++++ DATA TO USE ++++
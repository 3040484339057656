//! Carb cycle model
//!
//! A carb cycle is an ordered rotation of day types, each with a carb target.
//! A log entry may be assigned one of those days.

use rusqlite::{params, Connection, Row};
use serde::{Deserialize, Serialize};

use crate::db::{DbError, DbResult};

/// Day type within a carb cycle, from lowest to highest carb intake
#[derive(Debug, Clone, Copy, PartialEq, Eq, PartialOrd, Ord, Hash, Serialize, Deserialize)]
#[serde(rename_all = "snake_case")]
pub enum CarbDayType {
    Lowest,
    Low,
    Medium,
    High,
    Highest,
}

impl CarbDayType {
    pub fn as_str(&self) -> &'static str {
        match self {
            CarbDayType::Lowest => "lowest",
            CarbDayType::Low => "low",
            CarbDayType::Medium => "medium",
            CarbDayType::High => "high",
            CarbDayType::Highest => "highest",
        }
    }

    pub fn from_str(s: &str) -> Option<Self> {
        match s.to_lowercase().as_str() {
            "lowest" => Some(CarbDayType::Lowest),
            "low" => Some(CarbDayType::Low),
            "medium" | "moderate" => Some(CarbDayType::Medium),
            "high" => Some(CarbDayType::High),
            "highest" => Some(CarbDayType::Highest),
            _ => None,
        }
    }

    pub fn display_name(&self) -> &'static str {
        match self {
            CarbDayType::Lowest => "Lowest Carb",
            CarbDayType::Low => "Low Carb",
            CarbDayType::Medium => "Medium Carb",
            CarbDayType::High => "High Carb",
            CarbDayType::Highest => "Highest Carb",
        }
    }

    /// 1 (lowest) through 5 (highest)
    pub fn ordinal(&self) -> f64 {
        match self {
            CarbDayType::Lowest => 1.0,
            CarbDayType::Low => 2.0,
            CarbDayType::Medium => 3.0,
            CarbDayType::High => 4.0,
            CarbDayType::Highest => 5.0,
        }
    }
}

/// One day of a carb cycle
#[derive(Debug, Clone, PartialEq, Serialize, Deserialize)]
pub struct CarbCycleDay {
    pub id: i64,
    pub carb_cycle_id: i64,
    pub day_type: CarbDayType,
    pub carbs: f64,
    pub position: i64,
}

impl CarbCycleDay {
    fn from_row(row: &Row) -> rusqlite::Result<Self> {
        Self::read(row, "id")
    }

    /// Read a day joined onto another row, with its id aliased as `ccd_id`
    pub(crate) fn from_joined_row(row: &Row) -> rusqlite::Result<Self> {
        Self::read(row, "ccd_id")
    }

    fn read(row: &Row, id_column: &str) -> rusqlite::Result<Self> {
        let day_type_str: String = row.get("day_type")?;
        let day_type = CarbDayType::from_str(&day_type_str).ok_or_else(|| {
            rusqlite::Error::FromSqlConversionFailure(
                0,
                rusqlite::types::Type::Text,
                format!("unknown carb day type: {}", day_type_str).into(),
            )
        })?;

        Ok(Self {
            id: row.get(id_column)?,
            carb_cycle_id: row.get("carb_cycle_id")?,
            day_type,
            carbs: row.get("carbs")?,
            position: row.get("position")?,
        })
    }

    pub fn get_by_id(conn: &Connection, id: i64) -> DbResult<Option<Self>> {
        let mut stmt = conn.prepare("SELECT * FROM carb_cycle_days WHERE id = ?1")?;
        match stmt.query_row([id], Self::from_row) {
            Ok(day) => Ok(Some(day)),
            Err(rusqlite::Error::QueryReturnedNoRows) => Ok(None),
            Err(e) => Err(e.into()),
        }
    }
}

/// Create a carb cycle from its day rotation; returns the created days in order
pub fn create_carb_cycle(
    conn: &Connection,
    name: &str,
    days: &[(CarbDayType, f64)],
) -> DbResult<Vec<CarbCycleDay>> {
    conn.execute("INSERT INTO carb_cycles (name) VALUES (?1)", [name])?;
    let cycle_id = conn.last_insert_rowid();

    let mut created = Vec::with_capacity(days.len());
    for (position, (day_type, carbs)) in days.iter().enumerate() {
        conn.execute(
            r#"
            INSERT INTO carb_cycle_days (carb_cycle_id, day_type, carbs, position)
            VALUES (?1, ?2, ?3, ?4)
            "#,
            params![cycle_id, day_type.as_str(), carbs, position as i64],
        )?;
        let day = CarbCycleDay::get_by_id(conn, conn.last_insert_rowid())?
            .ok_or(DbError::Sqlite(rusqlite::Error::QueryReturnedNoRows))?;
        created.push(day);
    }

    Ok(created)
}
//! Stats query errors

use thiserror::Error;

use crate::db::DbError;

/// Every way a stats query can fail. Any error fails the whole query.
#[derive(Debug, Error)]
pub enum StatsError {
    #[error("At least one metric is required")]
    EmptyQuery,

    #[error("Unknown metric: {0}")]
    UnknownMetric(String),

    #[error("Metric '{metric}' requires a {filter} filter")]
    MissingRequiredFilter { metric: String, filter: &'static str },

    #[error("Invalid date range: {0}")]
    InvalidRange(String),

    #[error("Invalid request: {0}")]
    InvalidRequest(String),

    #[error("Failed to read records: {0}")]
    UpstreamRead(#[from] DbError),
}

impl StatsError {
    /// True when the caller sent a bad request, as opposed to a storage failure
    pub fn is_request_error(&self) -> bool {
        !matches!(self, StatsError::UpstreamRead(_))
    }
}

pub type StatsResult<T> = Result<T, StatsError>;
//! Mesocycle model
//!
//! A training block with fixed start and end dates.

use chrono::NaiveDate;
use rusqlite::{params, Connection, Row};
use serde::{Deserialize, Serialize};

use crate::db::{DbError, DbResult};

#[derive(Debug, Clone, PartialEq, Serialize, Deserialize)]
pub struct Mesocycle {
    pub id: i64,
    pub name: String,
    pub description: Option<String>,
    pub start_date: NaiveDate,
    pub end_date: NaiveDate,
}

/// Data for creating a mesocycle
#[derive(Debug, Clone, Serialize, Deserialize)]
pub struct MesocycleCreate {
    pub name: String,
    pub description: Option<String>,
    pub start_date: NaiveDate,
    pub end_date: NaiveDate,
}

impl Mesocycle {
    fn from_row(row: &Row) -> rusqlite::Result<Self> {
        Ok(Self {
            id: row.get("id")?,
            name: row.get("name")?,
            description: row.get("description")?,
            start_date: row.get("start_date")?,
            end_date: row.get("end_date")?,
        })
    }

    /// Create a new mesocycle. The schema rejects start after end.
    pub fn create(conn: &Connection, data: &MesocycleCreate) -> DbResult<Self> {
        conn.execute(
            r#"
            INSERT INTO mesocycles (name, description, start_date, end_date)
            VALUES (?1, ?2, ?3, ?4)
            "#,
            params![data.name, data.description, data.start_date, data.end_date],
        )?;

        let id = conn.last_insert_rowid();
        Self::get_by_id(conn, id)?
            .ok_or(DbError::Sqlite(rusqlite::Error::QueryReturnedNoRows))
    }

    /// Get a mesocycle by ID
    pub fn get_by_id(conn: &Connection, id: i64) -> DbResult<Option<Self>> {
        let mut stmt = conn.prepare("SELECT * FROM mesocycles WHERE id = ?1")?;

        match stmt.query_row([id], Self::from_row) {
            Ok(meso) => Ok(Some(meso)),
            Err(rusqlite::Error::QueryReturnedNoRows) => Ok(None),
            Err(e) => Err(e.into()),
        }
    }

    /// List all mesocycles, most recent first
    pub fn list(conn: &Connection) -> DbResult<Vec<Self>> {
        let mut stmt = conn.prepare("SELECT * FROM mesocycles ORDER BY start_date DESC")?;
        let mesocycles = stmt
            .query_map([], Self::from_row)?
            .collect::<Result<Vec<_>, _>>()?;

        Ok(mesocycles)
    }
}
++++
| TASK OBJECTIVE |
Retype all of the listing exactly, leaving out no line.

| EXPECTED ANSWER |
repository 3040484339057656
//! Carb cycle model
//!
//! A carb cycle is an ordered rotation of day types, each with a carb target.
//! A log entry may be assigned one of those days.

use rusqlite::{params, Connection, Row};
use serde::{Deserialize, Serialize};

use crate::db::{DbError, DbResult};

/// Day type within a carb cycle, from lowest to highest carb intake
#[derive(Debug, Clone, Copy, PartialEq, Eq, PartialOrd, Ord, Hash, Serialize, Deserialize)]
#[serde(rename_all = "snake_case")]
pub enum CarbDayType {
    Lowest,
    Low,
    Medium,
    High,
    Highest,
}

impl CarbDayType {
    pub fn as_str(&self) -> &'static str {
        match self {
            CarbDayType::Lowest => "lowest",
            CarbDayType::Low => "low",
            CarbDayType::Medium => "medium",
            CarbDayType::High => "high",
            CarbDayType::Highest => "highest",
        }
    }

    pub fn from_str(s: &str) -> Option<Self> {
        match s.to_lowercase().as_str() {
            "lowest" => Some(CarbDayType::Lowest),
            "low" => Some(CarbDayType::Low),
            "medium" | "moderate" => Some(CarbDayType::Medium),
            "high" => Some(CarbDayType::High),
            "highest" => Some(CarbDayType::Highest),
            _ => None,
        }
    }

    pub fn display_name(&self) -> &'static str {
        match self {
            CarbDayType::Lowest => "Lowest Carb",
            CarbDayType::Low => "Low Carb",
            CarbDayType::Medium => "Medium Carb",
            CarbDayType::High => "High Carb",
            CarbDayType::Highest => "Highest Carb",
        }
    }

    /// 1 (lowest) through 5 (highest)
    pub fn ordinal(&self) -> f64 {
        match self {
            CarbDayType::Lowest => 1.0,
            CarbDayType::Low => 2.0,
            CarbDayType::Medium => 3.0,
            CarbDayType::High => 4.0,
            CarbDayType::Highest => 5.0,
        }
    }
}

/// One day of a carb cycle
#[derive(Debug, Clone, PartialEq, Serialize, Deserialize)]
pub struct CarbCycleDay {
    pub id: i64,
    pub carb_cycle_id: i64,
    pub day_type: CarbDayType,
    pub carbs: f64,
    pub position: i64,
}

impl CarbCycleDay {
    fn from_row(row: &Row) -> rusqlite::Result<Self> {
        Self::read(row, "id")
    }

    /// Read a day joined onto another row, with its id aliased as `ccd_id`
    pub(crate) fn from_joined_row(row: &Row) -> rusqlite::Result<Self> {
        Self::read(row, "ccd_id")
    }

    fn read(row: &Row, id_column: &str) -> rusqlite::Result<Self> {
        let day_type_str: String = row.get("day_type")?;
        let day_type = CarbDayType::from_str(&day_type_str).ok_or_else(|| {
            rusqlite::Error::FromSqlConversionFailure(
                0,
                rusqlite::types::Type::Text,
                format!("unknown carb day type: {}", day_type_str).into(),
            )
        })?;

        Ok(Self {
            id: row.get(id_column)?,
            carb_cycle_id: row.get("carb_cycle_id")?,
            day_type,
            carbs: row.get("carbs")?,
            position: row.get("position")?,
        })
    }

    pub fn get_by_id(conn: &Connection, id: i64) -> DbResult<Option<Self>> {
        let mut stmt = conn.prepare("SELECT * FROM carb_cycle_days WHERE id = ?1")?;
        match stmt.query_row([id], Self::from_row) {
            Ok(day) => Ok(Some(day)),
            Err(rusqlite::Error::QueryReturnedNoRows) => Ok(None),
            Err(e) => Err(e.into()),
        }
    }
}

/// Create a carb cycle from its day rotation; returns the created days in order
pub fn create_carb_cycle(
    conn: &Connection,
    name: &str,
    days: &[(CarbDayType, f64)],
) -> DbResult<Vec<CarbCycleDay>> {
    conn.execute("INSERT INTO carb_cycles (name) VALUES (?1)", [name])?;
    let cycle_id = conn.last_insert_rowid();

    let mut created = Vec::with_capacity(days.len());
    for (position, (day_type, carbs)) in days.iter().enumerate() {
        conn.execute(
            r#"
            INSERT INTO carb_cycle_days (carb_cycle_id, day_type, carbs, position)
            VALUES (?1, ?2, ?3, ?4)
            "#,
            params![cycle_id, day_type.as_str(), carbs, position as i64],
        )?;
        let day = CarbCycleDay::get_by_id(conn, conn.last_insert_rowid())?
            .ok_or(DbError::Sqlite(rusqlite::Error::QueryReturnedNoRows))?;
        created.push(day);
    }

    Ok(created)
}
//! Stats query errors

use thiserror::Error;

use crate::db::DbError;

/// Every way a stats query can fail. Any error fails the whole query.
#[derive(Debug, Error)]
pub enum StatsError {
    #[error("At least one metric is required")]
    EmptyQuery,

    #[error("Unknown metric: {0}")]
    UnknownMetric(String),

    #[error("Metric '{metric}' requires a {filter} filter")]
    MissingRequiredFilter { metric: String, filter: &'static str },

    #[error("Invalid date range: {0}")]
    InvalidRange(String),

    #[error("Invalid request: {0}")]
    InvalidRequest(String),

    #[error("Failed to read records: {0}")]
    UpstreamRead(#[from] DbError),
}

impl StatsError {
    /// True when the caller sent a bad request, as opposed to a storage failure
    pub fn is_request_error(&self) -> bool {
        !matches!(self, StatsError::UpstreamRead(_))
    }
}

pub type StatsResult<T> = Result<T, StatsError>;
//! Mesocycle model
//!
//! A training block with fixed start and end dates.

use chrono::NaiveDate;
use rusqlite::{params, Connection, Row};
use serde::{Deserialize, Serialize};

use crate::db::{DbError, DbResult};

#[derive(Debug, Clone, PartialEq, Serialize, Deserialize)]
pub struct Mesocycle {
    pub id: i64,
    pub name: String,
    pub description: Option<String>,
    pub start_date: NaiveDate,
    pub end_date: NaiveDate,
}

/// Data for creating a mesocycle
#[derive(Debug, Clone, Serialize, Deserialize)]
pub struct MesocycleCreate {
    pub name: String,
    pub description: Option<String>,
    pub start_date: NaiveDate,
    pub end_date: NaiveDate,
}

impl Mesocycle {
    fn from_row(row: &Row) -> rusqlite::Result<Self> {
        Ok(Self {
            id: row.get("id")?,
            name: row.get("name")?,
            description: row.get("description")?,
            start_date: row.get("start_date")?,
            end_date: row.get("end_date")?,
        })
    }

    /// Create a new mesocycle. The schema rejects start after end.
    pub fn create(conn: &Connection, data: &MesocycleCreate) -> DbResult<Self> {
        conn.execute(
            r#"
            INSERT INTO mesocycles (name, description, start_date, end_date)
            VALUES (?1, ?2, ?3, ?4)
            "#,
            params![data.name, data.description, data.start_date, data.end_date],
        )?;

        let id = conn.last_insert_rowid();
        Self::get_by_id(conn, id)?
            .ok_or(DbError::Sqlite(rusqlite::Error::QueryReturnedNoRows))
    }

    /// Get a mesocycle by ID
    pub fn get_by_id(conn: &Connection, id: i64) -> DbResult<Option<Self>> {
        let mut stmt = conn.prepare("SELECT * FROM mesocycles WHERE id = ?1")?;

        match stmt.query_row([id], Self::from_row) {
            Ok(meso) => Ok(Some(meso)),
            Err(rusqlite::Error::QueryReturnedNoRows) => Ok(None),
            Err(e) => Err(e.into()),
        }
    }

    /// List all mesocycles, most recent first
    pub fn list(conn: &Connection) -> DbResult<Vec<Self>> {
        let mut stmt = conn.prepare("SELECT * FROM mesocycles ORDER BY start_date DESC")?;
        let mesocycles = stmt
            .query_map([], Self::from_row)?
            .collect::<Result<Vec<_>, _>>()?;

        Ok(mesocycles)
    }
}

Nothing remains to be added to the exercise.